## [EXERCISE DIRECTIONS]
All entries must be set down once more, precisely as given.

## [DATA EXTRACTS]
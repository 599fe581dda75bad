//! Infrastructure layer for the bot manager.
//!
//! Contains implementations of the store ports defined in `botmanager-core`:
//! the SQLite bot store, the API key store, config loading, and data
//! directory resolution.

pub mod config;
pub mod crypto;
pub mod sqlite;
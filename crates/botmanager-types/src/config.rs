//! Service configuration types.
//!
//! `ServiceConfig` represents the `config.toml` in the data directory. Every
//! field has a default so a partial (or missing) file is valid.

use serde::{Deserialize, Serialize};

#[derive(Debug, Clone, Serialize, Deserialize)]
pub struct ServiceConfig {
    /// SQLite URL. `None` means `{data_dir}/botmanager.db`.
    #[serde(default)]
    pub database_url: Option<String>,

    #[serde(default = "default_host")]
    pub host: String,

    #[serde(default = "default_port")]
    pub port: u16,

    /// Deadline attached to every request context.
    #[serde(default = "default_request_timeout_secs")]
    pub request_timeout_secs: u64,

    /// How long a session may wait for a pooled connection.
    #[serde(default = "default_acquire_timeout_secs")]
    pub acquire_timeout_secs: u64,

    /// Emit logs as JSON lines.
    #[serde(default)]
    pub log_json: bool,

    /// Bridge spans to OpenTelemetry (stdout exporter).
    #[serde(default)]
    pub otel: bool,
}

fn default_host() -> String {
    "127.0.0.1".to_string()
}

fn default_port() -> u16 {
    8080
}

fn default_request_timeout_secs() -> u64 {
    30
}

fn default_acquire_timeout_secs() -> u64 {
    5
}

impl Default for ServiceConfig {
    fn default() -> Self {
        Self {
            database_url: None,
            host: default_host(),
            port: default_port(),
            request_timeout_secs: default_request_timeout_secs(),
            acquire_timeout_secs: default_acquire_timeout_secs(),
            log_json: false,
            otel: false,
        }
    }
}

impl ServiceConfig {
    pub fn request_timeout(&self) -> std::time::Duration {
        std::time::Duration::from_secs(self.request_timeout_secs)
    }

    pub fn acquire_timeout(&self) -> std::time::Duration {
        std::time::Duration::from_secs(self.acquire_timeout_secs)
    }
}
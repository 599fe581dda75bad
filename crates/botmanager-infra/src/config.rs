//! Service configuration loader.
//!
//! Reads `config.toml` from the data directory (`~/.botmanager/` in
//! production) into [`ServiceConfig`], falling back to defaults when the file
//! is missing or malformed, then applies environment overrides.

use std::path::{Path, PathBuf};

use botmanager_types::config::ServiceConfig;

pub const DATA_DIR_ENV: &str = "BOTMANAGER_DATA_DIR";
pub const DATABASE_URL_ENV: &str = "BOTMANAGER_DATABASE_URL";
pub const HOST_ENV: &str = "BOTMANAGER_HOST";
pub const PORT_ENV: &str = "BOTMANAGER_PORT";

/// Resolve the data directory.
///
/// `BOTMANAGER_DATA_DIR` wins, then `~/.botmanager`, then `./.botmanager`.
pub fn resolve_data_dir() -> PathBuf {
    if let Ok(dir) = std::env::var(DATA_DIR_ENV) {
        return PathBuf::from(dir);
    }

    if let Some(home) = dirs::home_dir() {
        return home.join(".botmanager");
    }

    PathBuf::from(".botmanager")
}

/// Load `{data_dir}/config.toml` and apply environment overrides.
pub async fn load_service_config(data_dir: &Path) -> ServiceConfig {
    let mut config = read_config_file(data_dir).await;
    apply_overrides(&mut config, |key| std::env::var(key).ok());
    config
}

async fn read_config_file(data_dir: &Path) -> ServiceConfig {
    let config_path = data_dir.join("config.toml");

    let content = match tokio::fs::read_to_string(&config_path).await {
        Ok(content) => content,
        Err(err) if err.kind() == std::io::ErrorKind::NotFound => {
            tracing::debug!("No config.toml found at {}, using defaults", config_path.display());
            return ServiceConfig::default();
        }
        Err(err) => {
            tracing::warn!("Failed to read {}: {err}, using defaults", config_path.display());
            return ServiceConfig::default();
        }
    };

    match toml::from_str::<ServiceConfig>(&content) {
        Ok(config) => config,
        Err(err) => {
            tracing::warn!(
                "Failed to parse {}: {err}, using defaults",
                config_path.display()
            );
            ServiceConfig::default()
        }
    }
}

fn apply_overrides(config: &mut ServiceConfig, var: impl Fn(&str) -> Option<String>) {
    if let Some(url) = var(DATABASE_URL_ENV) {
        config.database_url = Some(url);
    }
    if let Some(host) = var(HOST_ENV) {
        config.host = host;
    }
    if let Some(port) = var(PORT_ENV) {
        match port.parse() {
            Ok(port) => config.port = port,
            Err(_) => tracing::warn!("Ignoring {PORT_ENV}={port}: not a port number"),
        }
    }
}

/// The database URL to open: configured, or the default file in `data_dir`.
pub fn database_url(config: &ServiceConfig, data_dir: &Path) -> String {
    config
        .database_url
        .clone()
        .unwrap_or_else(|| crate::sqlite::pool::default_database_url(data_dir))
}
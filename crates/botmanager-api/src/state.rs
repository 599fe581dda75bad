//! Application state wiring the services together.
//!
//! AppState holds the concrete service instances used by both the CLI and the
//! REST API. `BotService` is generic over the store; AppState pins it to
//! SQLite.

use std::path::PathBuf;
use std::sync::Arc;

use botmanager_core::service::bot::BotService;
use botmanager_infra::config::database_url;
use botmanager_infra::sqlite::api_key::SqliteApiKeyStore;
use botmanager_infra::sqlite::bot::SqliteBotStore;
use botmanager_infra::sqlite::pool::DatabasePool;
use botmanager_types::config::ServiceConfig;

/// Concrete type alias for the service generics pinned to infra implementations.
pub type ConcreteBotService = BotService<SqliteBotStore>;

/// Shared application state holding all services.
#[derive(Clone)]
pub struct AppState {
    pub bot_service: Arc<ConcreteBotService>,
    pub api_keys: SqliteApiKeyStore,
    pub config: Arc<ServiceConfig>,
    pub data_dir: PathBuf,
    pub db_pool: DatabasePool,
}

impl AppState {
    /// Initialize the application state: connect to DB, wire services.
    pub async fn init(data_dir: PathBuf, config: ServiceConfig) -> anyhow::Result<Self> {
        // Ensure data directory exists
        tokio::fs::create_dir_all(&data_dir).await?;

        let db_url = database_url(&config, &data_dir);
        let db_pool = DatabasePool::with_acquire_timeout(&db_url, config.acquire_timeout()).await?;

        Ok(Self::from_pool(db_pool, config, data_dir))
    }

    /// Wire services over an already-open pool.
    pub fn from_pool(db_pool: DatabasePool, config: ServiceConfig, data_dir: PathBuf) -> Self {
        let bot_service = BotService::new(SqliteBotStore::new(db_pool.clone()))
            .with_span(tracing::info_span!("bot_service", store = "sqlite"));

        Self {
            bot_service: Arc::new(bot_service),
            api_keys: SqliteApiKeyStore::new(db_pool.clone()),
            config: Arc::new(config),
            data_dir,
            db_pool,
        }
    }
}
//! REST API request handlers.

pub mod bot;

## [WORKED SOLUTION]
repository 599fe581dda75bad
//! Infrastructure layer for the bot manager.
//!
//! Contains implementations of the store ports defined in `botmanager-core`:
//! the SQLite bot store, the API key store, config loading, and data
//! directory resolution.

pub mod config;
pub mod crypto;
pub mod sqlite;
filename crates/botmanager-types/src/config.rs
//! Service configuration types.
//!
//! `ServiceConfig` represents the `config.toml` in the data directory. Every
//! field has a default so a partial (or missing) file is valid.

use serde::{Deserialize, Serialize};

#[derive(Debug, Clone, Serialize, Deserialize)]
pub struct ServiceConfig {
    /// SQLite URL. `None` means `{data_dir}/botmanager.db`.
    #[serde(default)]
    pub database_url: Option<String>,

    #[serde(default = "default_host")]
    pub host: String,

    #[serde(default = "default_port")]
    pub port: u16,

    /// Deadline attached to every request context.
    #[serde(default = "default_request_timeout_secs")]
    pub request_timeout_secs: u64,

    /// How long a session may wait for a pooled connection.
    #[serde(default = "default_acquire_timeout_secs")]
    pub acquire_timeout_secs: u64,

    /// Emit logs as JSON lines.
    #[serde(default)]
    pub log_json: bool,

    /// Bridge spans to OpenTelemetry (stdout exporter).
    #[serde(default)]
    pub otel: bool,
}

fn default_host() -> String {
    "127.0.0.1".to_string()
}

fn default_port() -> u16 {
    8080
}

fn default_request_timeout_secs() -> u64 {
    30
}

fn default_acquire_timeout_secs() -> u64 {
    5
}

impl Default for ServiceConfig {
    fn default() -> Self {
        Self {
            database_url: None,
            host: default_host(),
            port: default_port(),
            request_timeout_secs: default_request_timeout_secs(),
            acquire_timeout_secs: default_acquire_timeout_secs(),
            log_json: false,
            otel: false,
        }
    }
}

impl ServiceConfig {
    pub fn request_timeout(&self) -> std::time::Duration {
        std::time::Duration::from_secs(self.request_timeout_secs)
    }

    pub fn acquire_timeout(&self) -> std::time::Duration {
        std::time::Duration::from_secs(self.acquire_timeout_secs)
    }
}
repository 599fe581dda75bad
filename crates/botmanager-infra/src/config.rs
//! Service configuration loader.
//!
//! Reads `config.toml` from the data directory (`~/.botmanager/` in
//! production) into [`ServiceConfig`], falling back to defaults when the file
//! is missing or malformed, then applies environment overrides.

use std::path::{Path, PathBuf};

use botmanager_types::config::ServiceConfig;

pub const DATA_DIR_ENV: &str = "BOTMANAGER_DATA_DIR";
pub const DATABASE_URL_ENV: &str = "BOTMANAGER_DATABASE_URL";
pub const HOST_ENV: &str = "BOTMANAGER_HOST";
pub const PORT_ENV: &str = "BOTMANAGER_PORT";

/// Resolve the data directory.
///
/// `BOTMANAGER_DATA_DIR` wins, then `~/.botmanager`, then `./.botmanager`.
pub fn resolve_data_dir() -> PathBuf {
    if let Ok(dir) = std::env::var(DATA_DIR_ENV) {
        return PathBuf::from(dir);
    }

    if let Some(home) = dirs::home_dir() {
        return home.join(".botmanager");
    }

    PathBuf::from(".botmanager")
}

/// Load `{data_dir}/config.toml` and apply environment overrides.
pub async fn load_service_config(data_dir: &Path) -> ServiceConfig {
    let mut config = read_config_file(data_dir).await;
    apply_overrides(&mut config, |key| std::env::var(key).ok());
    config
}

async fn read_config_file(data_dir: &Path) -> ServiceConfig {
    let config_path = data_dir.join("config.toml");

    let content = match tokio::fs::read_to_string(&config_path).await {
        Ok(content) => content,
        Err(err) if err.kind() == std::io::ErrorKind::NotFound => {
            tracing::debug!("No config.toml found at {}, using defaults", config_path.display());
            return ServiceConfig::default();
        }
        Err(err) => {
            tracing::warn!("Failed to read {}: {err}, using defaults", config_path.display());
            return ServiceConfig::default();
        }
    };

    match toml::from_str::<ServiceConfig>(&content) {
        Ok(config) => config,
        Err(err) => {
            tracing::warn!(
                "Failed to parse {}: {err}, using defaults",
                config_path.display()
            );
            ServiceConfig::default()
        }
    }
}

fn apply_overrides(config: &mut ServiceConfig, var: impl Fn(&str) -> Option<String>) {
    if let Some(url) = var(DATABASE_URL_ENV) {
        config.database_url = Some(url);
    }
    if let Some(host) = var(HOST_ENV) {
        config.host = host;
    }
    if let Some(port) = var(PORT_ENV) {
        match port.parse() {
            Ok(port) => config.port = port,
            Err(_) => tracing::warn!("Ignoring {PORT_ENV}={port}: not a port number"),
        }
    }
}

/// The database URL to open: configured, or the default file in `data_dir`.
pub fn database_url(config: &ServiceConfig, data_dir: &Path) -> String {
    config
        .database_url
        .clone()
        .unwrap_or_else(|| crate::sqlite::pool::default_database_url(data_dir))
}
filename crates/botmanager-api/src/state.rs
repository 599fe581dda75bad
//! Application state wiring the services together.
//!
//! AppState holds the concrete service instances used by both the CLI and the
//! REST API. `BotService` is generic over the store; AppState pins it to
//! SQLite.

use std::path::PathBuf;
use std::sync::Arc;

use botmanager_core::service::bot::BotService;
use botmanager_infra::config::database_url;
use botmanager_infra::sqlite::api_key::SqliteApiKeyStore;
use botmanager_infra::sqlite::bot::SqliteBotStore;
use botmanager_infra::sqlite::pool::DatabasePool;
use botmanager_types::config::ServiceConfig;

/// Concrete type alias for the service generics pinned to infra implementations.
pub type ConcreteBotService = BotService<SqliteBotStore>;

/// Shared application state holding all services.
#[derive(Clone)]
pub struct AppState {
    pub bot_service: Arc<ConcreteBotService>,
    pub api_keys: SqliteApiKeyStore,
    pub config: Arc<ServiceConfig>,
    pub data_dir: PathBuf,
    pub db_pool: DatabasePool,
}

impl AppState {
    /// Initialize the application state: connect to DB, wire services.
    pub async fn init(data_dir: PathBuf, config: ServiceConfig) -> anyhow::Result<Self> {
        // Ensure data directory exists
        tokio::fs::create_dir_all(&data_dir).await?;

        let db_url = database_url(&config, &data_dir);
        let db_pool = DatabasePool::with_acquire_timeout(&db_url, config.acquire_timeout()).await?;

        Ok(Self::from_pool(db_pool, config, data_dir))
    }

    /// Wire services over an already-open pool.
    pub fn from_pool(db_pool: DatabasePool, config: ServiceConfig, data_dir: PathBuf) -> Self {
        let bot_service = BotService::new(SqliteBotStore::new(db_pool.clone()))
            .with_span(tracing::info_span!("bot_service", store = "sqlite"));

        Self {
            bot_service: Arc::new(bot_service),
            api_keys: SqliteApiKeyStore::new(db_pool.clone()),
            config: Arc::new(config),
            data_dir,
            db_pool,
        }
    }
}
//! REST API request handlers.

pub mod bot;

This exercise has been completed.